Until recently, the loudest complaint I made about the leather industry was a longstanding failure to recognise the role of marketing. If the industry had started earlier, and invested properly, names like “synthetic” and “vegan” leather would never have made it into the sector. Leather’s value as a natural material would have been recognised.

Perhaps there is an even bigger aspect to this long refusal to market, which I well remember back in the 1970s and 1980s, when marketing proposals were met with dismissive, cynical humour. Marketing is all about knowing how to position a product and proper marketing would have allowed leather to maintain a stronger price structure in the costing battle with brands and retailers.

This would have made it easier to keep away from the commodity world, and higher prices would free up more money for research, which has been so badly lacking throughout the last five decades.

Only in black

According to reports on Bolt Threads from July 2021, Milo was priced at around US$25 per square foot. This forced Stella McCartney to charge 25% more than for similar bags made of other materials. And Milo could only be made in black.

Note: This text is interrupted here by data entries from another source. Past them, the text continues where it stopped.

//! Failure-tracking gate in front of a backend.
//!
//! The breaker counts backend failures reported through `on_error`. Once the count
//! reaches `failure_threshold` it opens and rejects every request with
//! [`Error::CircuitOpen`] until `recovery_timeout` has elapsed since the last failure.
//! The first request after that is let through as a probe (HalfOpen); a successful
//! response closes the breaker again, a failure re-opens it.
//!
//! ```text
//! Closed --(failures >= threshold)--> Open --(timeout elapsed)--> HalfOpen
//!    ^                                  ^                            |
//!    |                                  +---------(failure)----------+
//!    +-------------------------(success)-----------------------------+
//! ```
//!
//! One breaker instance guards whatever pipeline it is registered on; register one
//! pipeline per target when targets should trip independently.

use crate::middleware::{BeforeRequest, CallContext, Middleware};
use crate::types::{ModelResponse, Prompt};
use crate::{Error, Result};
use async_trait::async_trait;
use std::sync::{Mutex, MutexGuard, PoisonError};
use std::time::{Duration, Instant};

/// Breaker state.
#[derive(Debug, Clone, Copy, PartialEq, Eq)]
pub enum CircuitState {
    Closed,
    Open,
    HalfOpen,
}

#[derive(Debug)]
struct BreakerState {
    state: CircuitState,
    failures: u32,
    last_failure: Option<Instant>,
}

/// Circuit breaker middleware.
#[derive(Debug)]
pub struct CircuitBreaker {
    failure_threshold: u32,
    recovery_timeout: Duration,
    inner: Mutex<BreakerState>,
}

impl Default for CircuitBreaker {
    fn default() -> Self {
        Self::new(5, Duration::from_secs(60))
    }
}

impl CircuitBreaker {
    /// A closed breaker that opens after `failure_threshold` failures.
    ///
    /// A threshold of zero is treated as one.
    pub fn new(failure_threshold: u32, recovery_timeout: Duration) -> Self {
        Self {
            failure_threshold: failure_threshold.max(1),
            recovery_timeout,
            inner: Mutex::new(BreakerState {
                state: CircuitState::Closed,
                failures: 0,
                last_failure: None,
            }),
        }
    }

    pub fn state(&self) -> CircuitState {
        self.lock().state
    }

    pub fn failure_count(&self) -> u32 {
        self.lock().failures
    }

    pub fn failure_threshold(&self) -> u32 {
        self.failure_threshold
    }

    pub fn recovery_timeout(&self) -> Duration {
        self.recovery_timeout
    }

    fn lock(&self) -> MutexGuard<'_, BreakerState> {
        self.inner.lock().unwrap_or_else(PoisonError::into_inner)
    }
}

#[async_trait]
impl Middleware for CircuitBreaker {
    async fn before_request(&self, target: &str, prompt: Prompt) -> Result<BeforeRequest> {
        let mut inner = self.lock();
        if inner.state == CircuitState::Open {
            let recovered = inner
                .last_failure
                .is_none_or(|at| at.elapsed() > self.recovery_timeout);
            if !recovered {
                return Err(Error::circuit_open(target));
            }
            log::debug!("circuit for {} half-open, admitting probe", target);
            inner.state = CircuitState::HalfOpen;
        }
        Ok(BeforeRequest::Continue(prompt))
    }

    async fn after_response(
        &self,
        call: &CallContext<'_>,
        response: ModelResponse,
    ) -> Result<ModelResponse> {
        let mut inner = self.lock();
        match inner.state {
            CircuitState::HalfOpen => {
                log::debug!("probe to {} succeeded, closing circuit", call.target);
                inner.state = CircuitState::Closed;
                inner.failures = 0;
            }
            CircuitState::Closed => inner.failures = 0,
            CircuitState::Open => {}
        }
        Ok(response)
    }

    async fn on_error(&self, _error: &Error, target: &str) {
        let mut inner = self.lock();
        inner.failures += 1;
        inner.last_failure = Some(Instant::now());
        if inner.failures >= self.failure_threshold {
            if inner.state != CircuitState::Open {
                log::warn!(
                    "circuit for {} opened after {} failures",
                    target,
                    inner.failures
                );
            }
            inner.state = CircuitState::Open;
        }
    }
}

Part of that extra material cost was needed to recover research costs – money already sunk in the product – but also for ongoing work. The leather industry should realise that, while the infamous FILK report identified issues that the biomaterials industry had not come clean about, the better companies involved are still busy working on improvements with sizeable research and development budgets.

For those tanners who oppose the development of biomaterials, there is no reason to cheer. Almost every failed technology in history has died in clamorous delight that the competition had tripped at the last hurdle. False glee is best avoided. Despite the long journey, biomaterials are still obtaining and spending large amounts on R&D, which dwarfs a leather industry that chooses to leave its research sector, like marketing, with crumbs.

Marketing, research and survival

Tanners need to double down on their marketing, not be hesitant and unwilling to spend. The campaigns all need to expand and keep going year after year, requiring the widest support. Anyone battling low prices should ask themselves how much they have been contributing. Marketing, research and survival are all one.

At the same time, the industry should seek out the hides and skins being thrown away and establish a way to get them back into the marketplace. Not as a low-end commodity but as a proud example of nature’s courage and the resilience and longevity of natural material. Why not make “barebones leather” a new global umbrella identity for this material, which has been so foolishly rejected by brands and retailers chasing cheap plastic prices using false, if not illegal, sustainability claims?

Barebones – an aniline or assisted-aniline natural leather which everyone makes in their own style around the world and sells at a proper price. Only sold for products that can be repaired and are intended to last. Where a proper price means true value for the consumer. I’m already a fan.